──────── Task inputs ────────

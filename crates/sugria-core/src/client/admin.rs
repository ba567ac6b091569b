//! Admin back-office calls.
//!
//! Every call except `login` takes the current [`AdminSession`]; the bearer
//! token is attached when the server issued one.

use std::path::Path;

use jiff::Timestamp;
use log::{debug, info, warn};
use reqwest::{header, RequestBuilder, Response};
use serde::{de::DeserializeOwned, Deserialize};
use serde_json::{json, Value};

use super::{errors::ErrorBody, ApiClient};
use crate::{
    error::{PortalError, Result},
    models::{
        AdminSession, Collection, DashboardStats, DocumentKind, Envelope, FileAction, Page,
    },
};

const CONNECT_ERROR: &str = "Unable to connect to the server. Please try again later.";

/// A document fetched from the API.
#[derive(Debug, Clone, PartialEq, Eq)]
pub struct DownloadedFile {
    /// Name suggested by the server, if any
    pub file_name: Option<String>,
    pub content_type: Option<String>,
    pub bytes: Vec<u8>,
}

#[derive(Debug, Default, Deserialize)]
struct LoginGrant {
    #[serde(default)]
    email: Option<String>,
    #[serde(default)]
    role: Option<String>,
    #[serde(default, alias = "accessToken")]
    token: Option<String>,
}

fn authorize(request: RequestBuilder, session: &AdminSession) -> RequestBuilder {
    match &session.token {
        Some(token) => request.bearer_auth(token),
        None => request,
    }
}

fn connect_error(e: reqwest::Error) -> PortalError {
    warn!("Admin request failed: {e}");
    PortalError::Admin {
        message: CONNECT_ERROR.to_string(),
    }
}

/// Turn a non-success response into an error; pass successes through.
async fn check(response: Response) -> Result<Response> {
    let status = response.status();
    if status.is_success() {
        return Ok(response);
    }
    if status == reqwest::StatusCode::UNAUTHORIZED {
        return Err(PortalError::NotAuthenticated);
    }
    let body = response.text().await.unwrap_or_default();
    let message = ErrorBody::parse(&body)
        .best_message()
        .unwrap_or_else(|| format!("Request failed with status {}", status.as_u16()));
    warn!("Admin request rejected with status {status}: {message}");
    Err(PortalError::Admin { message })
}

/// File name from a `Content-Disposition` header.
///
/// Only the final path component is kept, so a name like `../x` or `/etc/x`
/// can never point outside the directory it is saved in.
fn disposition_file_name(value: &str) -> Option<String> {
    value.split(';').map(str::trim).find_map(|part| {
        let name = part.strip_prefix("filename=")?.trim_matches('"');
        let name = Path::new(name).file_name()?.to_str()?;
        (!name.is_empty() && name != "." && name != "..").then(|| name.to_string())
    })
}

impl ApiClient {
    /// Sign in. Credentials are checked by the server only.
    ///
    /// # Errors
    ///
    /// Returns `PortalError::Admin` with the server's message (or "Invalid
    /// email or password") when the credentials are rejected.
    pub async fn login(&self, email: &str, password: &str) -> Result<AdminSession> {
        let url = self.config.endpoint("/admin/login");
        let response = self
            .http
            .post(&url)
            .json(&json!({ "email": email, "password": password }))
            .send()
            .await
            .map_err(connect_error)?;

        let status = response.status();
        if !status.is_success() {
            let body = response.text().await.unwrap_or_default();
            let message = ErrorBody::parse(&body)
                .best_message()
                .unwrap_or_else(|| "Invalid email or password".to_string());
            warn!("Login rejected with status {status}");
            return Err(PortalError::Admin { message });
        }

        let body: Value = response.json().await.unwrap_or(Value::Null);
        let grant_value = body.get("data").cloned().unwrap_or(body);
        let grant: LoginGrant = serde_json::from_value(grant_value).unwrap_or_default();

        info!("Admin {email} signed in");
        Ok(AdminSession {
            email: grant.email.unwrap_or_else(|| email.to_string()),
            role: grant.role.unwrap_or_else(|| "admin".to_string()),
            token: grant.token,
            signed_in_at: Timestamp::now(),
        })
    }

    async fn admin_get<T: DeserializeOwned>(&self, session: &AdminSession, path: &str) -> Result<T> {
        let url = self.config.endpoint(path);
        debug!("GET {url}");
        let response = authorize(self.http.get(&url), session)
            .header(header::ACCEPT, "application/json")
            .send()
            .await
            .map_err(connect_error)?;
        let envelope: Envelope<T> = check(response).await?.json().await.map_err(|e| {
            PortalError::Admin {
                message: format!("Invalid response format: {e}"),
            }
        })?;
        Ok(envelope.data)
    }

    /// Headline member and application counts.
    pub async fn stats(&self, session: &AdminSession) -> Result<DashboardStats> {
        self.admin_get(session, "/admin/stats/counts").await
    }

    /// One page of members or applications.
    pub async fn list<T: DeserializeOwned>(
        &self,
        session: &AdminSession,
        collection: Collection,
        page: u64,
        limit: u64,
    ) -> Result<Page<T>> {
        let path = format!("/admin/{}?page={page}&limit={limit}", collection.as_str());
        self.admin_get(session, &path).await
    }

    /// A single member or application by id.
    pub async fn fetch<T: DeserializeOwned>(
        &self,
        session: &AdminSession,
        collection: Collection,
        id: &str,
    ) -> Result<T> {
        let path = format!("/admin/{}/{id}", collection.as_str());
        self.admin_get(session, &path).await
    }

    /// Delete a member or application.
    pub async fn delete(&self, session: &AdminSession, collection: Collection, id: &str) -> Result<()> {
        let url = self
            .config
            .endpoint(&format!("/admin/{}/{id}", collection.as_str()));
        debug!("DELETE {url}");
        let response = authorize(self.http.delete(&url), session)
            .send()
            .await
            .map_err(connect_error)?;
        check(response).await?;
        info!("Deleted {} {id}", collection.as_str());
        Ok(())
    }

    /// URL of an uploaded application document.
    pub fn application_file_url(&self, id: &str, document: DocumentKind, action: FileAction) -> String {
        self.config.endpoint(&format!(
            "/programs/applications/{id}/files/{}/{}",
            document.as_str(),
            action.as_str()
        ))
    }

    /// Download an uploaded application document.
    pub async fn download_application_file(
        &self,
        session: &AdminSession,
        id: &str,
        document: DocumentKind,
    ) -> Result<DownloadedFile> {
        let url = self.application_file_url(id, document, FileAction::Download);
        debug!("GET {url}");
        let response = authorize(self.http.get(&url), session)
            .send()
            .await
            .map_err(connect_error)?;
        let response = check(response).await.map_err(|e| match e {
            PortalError::Admin { .. } => PortalError::Admin {
                message: "Failed to download document".to_string(),
            },
            other => other,
        })?;

        let header_value = |name: header::HeaderName| {
            response
                .headers()
                .get(name)
                .and_then(|v| v.to_str().ok())
                .map(str::to_string)
        };
        let file_name = header_value(header::CONTENT_DISPOSITION)
            .as_deref()
            .and_then(disposition_file_name);
        let content_type = header_value(header::CONTENT_TYPE);
        let bytes = response.bytes().await.map_err(connect_error)?.to_vec();

        Ok(DownloadedFile {
            file_name,
            content_type,
            bytes,
        })
    }
}
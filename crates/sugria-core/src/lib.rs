//! Core library for the SUGRiA portal.
//!
//! This crate holds everything behind the public forms and the admin
//! back-office: field validators, form schemas, the multi-step wizard, the
//! submission and admin API clients, a local SQLite store for drafts and the
//! admin session, and markdown display wrappers.
//!
//! # Layers
//!
//! ```text
//! validation ◀── forms ◀── wizard ──▶ client ──▶ REST API
//!                              │
//!                   portal ────┴──▶ db (drafts, session)
//! ```
//!
//! - [`validation`]: pure field validators
//! - [`forms`]: one [`forms::FormSchema`] per form, made of steps that each
//!   own one section of the record
//! - [`wizard`]: step navigation, file cache and submission lifecycle
//! - [`client`]: payload encoding, error mapping, admin calls
//! - [`portal`]: the facade interfaces talk to
//!
//! # Quick Start
//!
//! ```rust
//! use sugria_core::{models::FormKind, wizard::Wizard, PortalError};
//!
//! let mut wizard = Wizard::new(FormKind::Join);
//! wizard.set_input("personal", "phoneNumber", "0801")?;
//!
//! match wizard.next() {
//!     Err(PortalError::Validation { errors }) => {
//!         assert!(errors.contains("phoneNumber"));
//!     }
//!     other => panic!("unexpected: {other:?}"),
//! }
//! # Ok::<(), PortalError>(())
//! ```

pub mod client;
pub mod config;
pub mod db;
pub mod display;
pub mod error;
pub mod forms;
pub mod listing;
pub mod models;
pub mod params;
pub mod portal;
pub mod validation;
pub mod wizard;

// Re-export commonly used types
pub use client::{ApiClient, SubmitError, Submitter};
pub use config::ApiConfig;
pub use db::Database;
pub use error::{PortalError, Result};
pub use forms::{FormSchema, StepView};
pub use models::{FormKind, SubmissionRecord};
pub use portal::{Portal, PortalBuilder};
pub use wizard::{SubmitOutcome, Wizard};
//! File attachments and the per-slot file cache.

use std::{
    collections::BTreeMap,
    path::{Path, PathBuf},
};

use serde::{Deserialize, Serialize};

use crate::error::{PortalError, Result};

/// A named, typed, sized file held by reference inside a record section.
///
/// Only metadata and the on-disk location are kept; the bytes are read when a
/// multipart body is built.
#[derive(Debug, Clone, PartialEq, Eq, Serialize, Deserialize)]
pub struct FileAttachment {
    /// File name sent to the server
    pub file_name: String,

    /// Declared MIME type
    pub content_type: String,

    /// Size in bytes
    pub size: u64,

    /// Location of the file on disk
    pub path: PathBuf,
}

impl FileAttachment {
    pub fn new(
        file_name: impl Into<String>,
        content_type: impl Into<String>,
        size: u64,
        path: impl Into<PathBuf>,
    ) -> Self {
        Self {
            file_name: file_name.into(),
            content_type: content_type.into(),
            size,
            path: path.into(),
        }
    }

    /// Build an attachment from a file on disk, taking the MIME type from
    /// the file extension.
    ///
    /// # Errors
    ///
    /// Returns `PortalError::FileSystem` if the file cannot be inspected and
    /// `PortalError::InvalidInput` if the path is not a regular file.
    pub fn from_path(path: impl AsRef<Path>) -> Result<Self> {
        let path = path.as_ref();
        let metadata = std::fs::metadata(path).map_err(|e| PortalError::FileSystem {
            path: path.to_path_buf(),
            source: e,
        })?;
        if !metadata.is_file() {
            return Err(PortalError::invalid_input("file")
                .with_reason(format!("'{}' is not a regular file", path.display())));
        }

        let file_name = path
            .file_name()
            .map(|n| n.to_string_lossy().into_owned())
            .unwrap_or_default();
        let content_type = mime_for_extension(
            path.extension()
                .map(|e| e.to_string_lossy().to_lowercase())
                .as_deref(),
        );

        Ok(Self::new(file_name, content_type, metadata.len(), path))
    }

    /// Lowercased extension of the file name, if any.
    pub fn extension(&self) -> Option<String> {
        Path::new(&self.file_name)
            .extension()
            .map(|e| e.to_string_lossy().to_lowercase())
    }
}

fn mime_for_extension(ext: Option<&str>) -> &'static str {
    match ext {
        Some("pdf") => "application/pdf",
        Some("doc") => "application/msword",
        Some("docx") => "application/vnd.openxmlformats-officedocument.wordprocessingml.document",
        Some("xls") => "application/vnd.ms-excel",
        Some("xlsx") => "application/vnd.openxmlformats-officedocument.spreadsheetml.sheet",
        Some("jpg") | Some("jpeg") => "image/jpeg",
        Some("png") => "image/png",
        Some("txt") => "text/plain",
        _ => "application/octet-stream",
    }
}

/// Remembers the last attachment per upload slot.
///
/// Slots are named `section.field` (e.g. `grant.budget`). The cache lets the
/// wizard put an upload back when the section owning it was cleared while
/// the user navigated between steps.
#[derive(Debug, Clone, Default, PartialEq, Eq, Serialize, Deserialize)]
#[serde(transparent)]
pub struct FileCache(BTreeMap<String, FileAttachment>);

impl FileCache {
    /// Remember `file` as the latest upload for `slot`.
    pub fn remember(&mut self, slot: impl Into<String>, file: FileAttachment) {
        self.0.insert(slot.into(), file);
    }

    /// Forget the upload for `slot`.
    pub fn forget(&mut self, slot: &str) -> Option<FileAttachment> {
        self.0.remove(slot)
    }

    pub fn get(&self, slot: &str) -> Option<&FileAttachment> {
        self.0.get(slot)
    }

    pub fn clear(&mut self) {
        self.0.clear();
    }

    pub fn is_empty(&self) -> bool {
        self.0.is_empty()
    }

    pub fn len(&self) -> usize {
        self.0.len()
    }
}
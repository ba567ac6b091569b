//! SUGRiA CLI
//!
//! Command-line front end for the SUGRiA portal: the join, program and
//! update forms, and the admin back-office.

mod args;
mod cli;
mod renderer;

use std::process::ExitCode;

use anyhow::{Context, Result};
use args::{Args, Commands};
use clap::Parser;
use cli::Cli;
use log::{error, info};
use renderer::TerminalRenderer;
use sugria_core::{display::OperationStatus, models::FormKind, PortalBuilder, PortalError};
use Commands::*;

async fn run(args: Args) -> Result<()> {
    let Args {
        database_file,
        no_color,
        api_url,
        command,
    } = args;

    let portal = PortalBuilder::new()
        .with_database_path(database_file)
        .with_api_url(api_url)
        .build()
        .await
        .context("Failed to initialize portal")?;

    let cli = Cli::new(portal, TerminalRenderer::new(!no_color));

    info!("SUGRiA started");

    match command {
        Some(Join { command }) => cli.handle_form_command(FormKind::Join, command).await,
        Some(Apply { command }) => cli.handle_form_command(FormKind::Program, command).await,
        Some(Update { command }) => cli.handle_form_command(FormKind::Update, command).await,
        Some(Admin { command }) => cli.handle_admin_command(command).await,
        Some(Drafts) | None => cli.list_drafts().await,
    }
}

/// Exit status for a failed command: 1 when retrying with corrected input
/// can succeed, 2 when the setup itself is broken.
fn exit_code(error: &anyhow::Error) -> ExitCode {
    match error.downcast_ref::<PortalError>() {
        Some(e) if !e.is_recoverable() => {
            error!("Unrecoverable error: {e}");
            ExitCode::from(2)
        }
        _ => ExitCode::FAILURE,
    }
}

#[tokio::main]
async fn main() -> ExitCode {
    env_logger::init();

    match run(Args::parse()).await {
        Ok(()) => ExitCode::SUCCESS,
        Err(e) => {
            eprint!("{}", OperationStatus::failure(format!("{e:#}")));
            exit_code(&e)
        }
    }
}
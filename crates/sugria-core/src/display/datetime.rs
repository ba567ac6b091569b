//! Date and time display utilities.

use std::fmt;

use jiff::{tz::TimeZone, Timestamp};

/// Formats a `Timestamp` in the system timezone as `YYYY-MM-DD HH:MM:SS TZ`.
pub struct LocalDateTime<'a>(pub &'a Timestamp);

impl fmt::Display for LocalDateTime<'_> {
    fn fmt(&self, f: &mut fmt::Formatter<'_>) -> fmt::Result {
        write!(
            f,
            "{}",
            self.0
                .to_zoned(TimeZone::system())
                .strftime("%Y-%m-%d %H:%M:%S %Z")
        )
    }
}

/// Formats an optional timestamp, showing `-` when absent.
pub struct MaybeDateTime<'a>(pub Option<&'a Timestamp>);

impl fmt::Display for MaybeDateTime<'_> {
    fn fmt(&self, f: &mut fmt::Formatter<'_>) -> fmt::Result {
        match self.0 {
            Some(ts) => write!(f, "{}", LocalDateTime(ts)),
            None => write!(f, "-"),
        }
    }
}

────────

_Work to be completed_:
For the data above, give the number of lines in which the word "field" appears, and nothing more.

_Response to the task_:
3